Cuando es el océano Atlántico el que bate contra las rocas y las ahoga, entonces eso es el paraíso. Te mojas hasta los tobillos en la orilla y en cada nuevo ataque, el agua arrastra las conchas de debajo de tus pies. Detrás dejas la muralla del castillo, el paseo y la población de la playa.
Los "fradenses" son una tribu inclasificable. Puedes encontrar a la pija capitalina con traje de baño entero, conversando con la abuela y la madre de "Rubén", que se ha hecho amigo de sus hijos, ambas en top less. Grupos de jóvenes, hombres por las rocas, discusiones acaloradas, cotilleos super secretos que ya no lo son...y luego la serie de personajes de siempre: "Pocahontas" y sus trenzas decoradas con lazos fosforescentes, las señoras que juegan al bingo y sus tradicionales "el 22, los dos patitos", "el 15, a nena bonita"...Los de Baiona y los de fuera, los que eran bebés y veo crecer y aquellos por los que, como Pocahontas, parece que no pasan los años...resumiendo, los enamorados de esta playa.
A la derecha veo las Cíes y desde arriba nos observan los señores del Parador, ellos en la piscina, parecen no querer juntarse con la plebe. A la izquierda, la Virgen de la Roca que todo lo divisa y si bajo la vista, mucho más lejos de lo que en realidad está, aparece la civilización.
Pero miro al frente. Al horizonte. Ahí donde se pone el Sol. Y entonces el tiempo parece detenerse. Y se baja el volumen de los gritos, las voces, las risas, los niños salpicando...y solo estás tú, que sin darte cuenta ya te has metido hasta la cintura y en cada nueva ola vas hundiéndote un poco más.
Las manos rompen algún alga despistada y la mirada se detiene en tus pies, a través de un agua cristalina, color turquesa, ves como juegan con la arena. El sol te pega en la cara y piensas que no piensas. O piensas en qué piensas, porque ni tú lo sabes. Hasta que de pronto una gélida sensación te sacude la espalda y es que por fin tu amiga Marta alcanzó su venganza después de ser tantas veces tú la que mojabas. Te metes rápido en el agua para poder devolvérselo pero ya es tarde. La conversación a remojo en un agua que ronda los 16º (y gracias), se prolonga como si del Caribe se tratase. Somos del Norte, así que con unas gafas que te presta un niño te zambulles e investigas qué acontece bajo el mar. Y ves mújeles y un banco de pececillos que se disuelve cuando te acercas y otros con una aleta tiburonesca que no sabes cómo se llaman pero a los que temes más que ellos a ti...y algas y un mundo al que no perteneces, así que te vas.
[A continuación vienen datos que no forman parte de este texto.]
use {
  crate::{
    metrics::MetricsRegistry,
    nova::{
      Acceptor,
      Block,
      ChainState,
      Decision,
      Finalizer,
      Health,
      HealthError,
      Nova,
      NovaEvent,
      NovaEvents,
    },
    params::Parameters,
    primitives::{Id, NodeId, TxRef},
    prism::{PollFactory, PollSet},
    ringtail::{Certificate, RingtailConfig, RingtailEngine},
    validators::ValidatorSet,
    wave::{Classifier, DagTap, PqEngine, WaveFpc},
  },
  anyhow::Context,
  futures::{FutureExt, StreamExt},
  std::sync::{
    atomic::{AtomicBool, Ordering},
    Arc,
    Mutex,
  },
  tracing::info,
};

/// Gates certificate rounds on the lifecycle of the core: rounds
/// only spawn between `start` and `stop`.
struct GatedPq {
  engine: RingtailEngine,
  running: Arc<AtomicBool>,
}

impl PqEngine for GatedPq {
  fn submit(&self, tx: &TxRef, voters: &[NodeId]) {
    if self.running.load(Ordering::Acquire) {
      self.engine.submit(tx, voters);
    }
  }

  fn has_pq(&self, tx: &TxRef) -> bool {
    self.engine.has_pq(tx)
  }

  fn get_pq(&self, tx: &TxRef) -> Option<Certificate> {
    self.engine.get_pq(tx)
  }
}

/// The assembled consensus core of one chain.
///
/// Wires the linear chain engine, the poll set, the fast path and
/// the certificate engine together and exposes the lifecycle the
/// outer runtime drives. Construction validates the configuration
/// and resumes from the last accepted block the chain state
/// remembers, everything else is delegated to the components.
pub struct Core<B: Block> {
  params: Parameters,
  nova: Arc<Nova<B>>,
  polls: Arc<PollSet>,
  wave: Arc<WaveFpc>,
  ringtail: RingtailEngine,
  chain: Arc<dyn ChainState<B>>,
  events: Mutex<NovaEvents>,
  finalizer: Mutex<Finalizer>,
  running: Arc<AtomicBool>,
}

impl<B: Block> Core<B> {
  #[allow(clippy::too_many_arguments)]
  pub fn new(
    params: Parameters,
    committee: ValidatorSet,
    self_id: NodeId,
    chain: Arc<dyn ChainState<B>>,
    acceptor: Arc<dyn Acceptor>,
    classifier: Arc<dyn Classifier>,
    dag: Arc<dyn DagTap>,
    seed: [u8; 32],
    registry: &dyn MetricsRegistry,
  ) -> anyhow::Result<Self> {
    params
      .validate()
      .context("invalid consensus parameters")?;

    let running = Arc::new(AtomicBool::new(false));
    let ringtail = RingtailEngine::new(
      committee.clone(),
      self_id,
      RingtailConfig::default(),
      seed,
      registry,
    );
    let wave = Arc::new(WaveFpc::new(
      committee,
      self_id,
      classifier,
      dag,
      Some(Arc::new(GatedPq {
        engine: ringtail.clone(),
        running: Arc::clone(&running),
      })),
      registry,
    ));

    let (last_accepted_id, last_accepted_height) =
      chain.get_last_accepted();
    let nova = Arc::new(Nova::new(
      params.clone(),
      acceptor,
      last_accepted_id,
      last_accepted_height,
      registry,
    ));
    let polls = Arc::new(PollSet::new(
      PollFactory::new(params.alpha_preference, params.alpha_confidence),
      registry,
    ));

    Ok(Self {
      events: Mutex::new(nova.events()),
      params,
      nova,
      polls,
      wave,
      ringtail,
      chain,
      finalizer: Mutex::new(Finalizer::new(0)),
      running,
    })
  }

  pub fn start(&self) {
    self.running.store(true, Ordering::Release);
    info!("consensus core started");
  }

  pub fn stop(&self) {
    self.running.store(false, Ordering::Release);
    info!("consensus core stopped");
  }

  pub fn is_running(&self) -> bool {
    self.running.load(Ordering::Acquire)
  }

  /// Absorbs the pending engine events: decisions land in the
  /// finalizer and the last accepted block is checkpointed into
  /// the chain state.
  pub fn pump_events(&self) {
    let mut events = self.events.lock().unwrap();
    let mut finalizer = self.finalizer.lock().unwrap();
    while let Some(Some(event)) = events.next().now_or_never() {
      match event {
        NovaEvent::BlockAccepted { id, height } => {
          finalizer.record(id, Decision::Accept);
          self.chain.set_last_accepted(&id, height);
        }
        NovaEvent::BlockRejected { id } => {
          finalizer.record(id, Decision::Reject);
        }
        NovaEvent::BlockAdded { .. } => {}
      }
    }
  }

  /// Whether an item was accepted, and at which depth.
  pub fn finalized(&self, id: &Id) -> (bool, u64) {
    self.finalizer.lock().unwrap().finalized(id)
  }

  /// Resource pressure of the pending tree. Errors here are
  /// advisory, the core keeps operating and the outer system
  /// decides whether to shed load.
  pub fn health(&self) -> Result<Health, HealthError> {
    self.nova.health_check()
  }

  pub fn params(&self) -> &Parameters {
    &self.params
  }

  pub fn nova(&self) -> &Arc<Nova<B>> {
    &self.nova
  }

  pub fn polls(&self) -> &Arc<PollSet> {
    &self.polls
  }

  pub fn wave(&self) -> &Arc<WaveFpc> {
    &self.wave
  }

  pub fn ringtail(&self) -> &RingtailEngine {
    &self.ringtail
  }
}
Y mientras regresas a la toalla vuelves a echar un vistazo a esta playa. Con los corros de tertulia en la orilla, con la gente leyendo o escuchando música, con el sol tras de ti, con alguna advertencia de "te veo esta noche" o un "hay empanada en casa de la abuela" pero sobre todo con el mar. Con las olas batiendo contra las rocas. Ese ruido me transporta. Y es que Los Frailes no es una playa cualquiera. Es un micromundo que se desarrolla en un microespacio y fuera del cual todo cambia. Es un ser, un estar. Estar bien.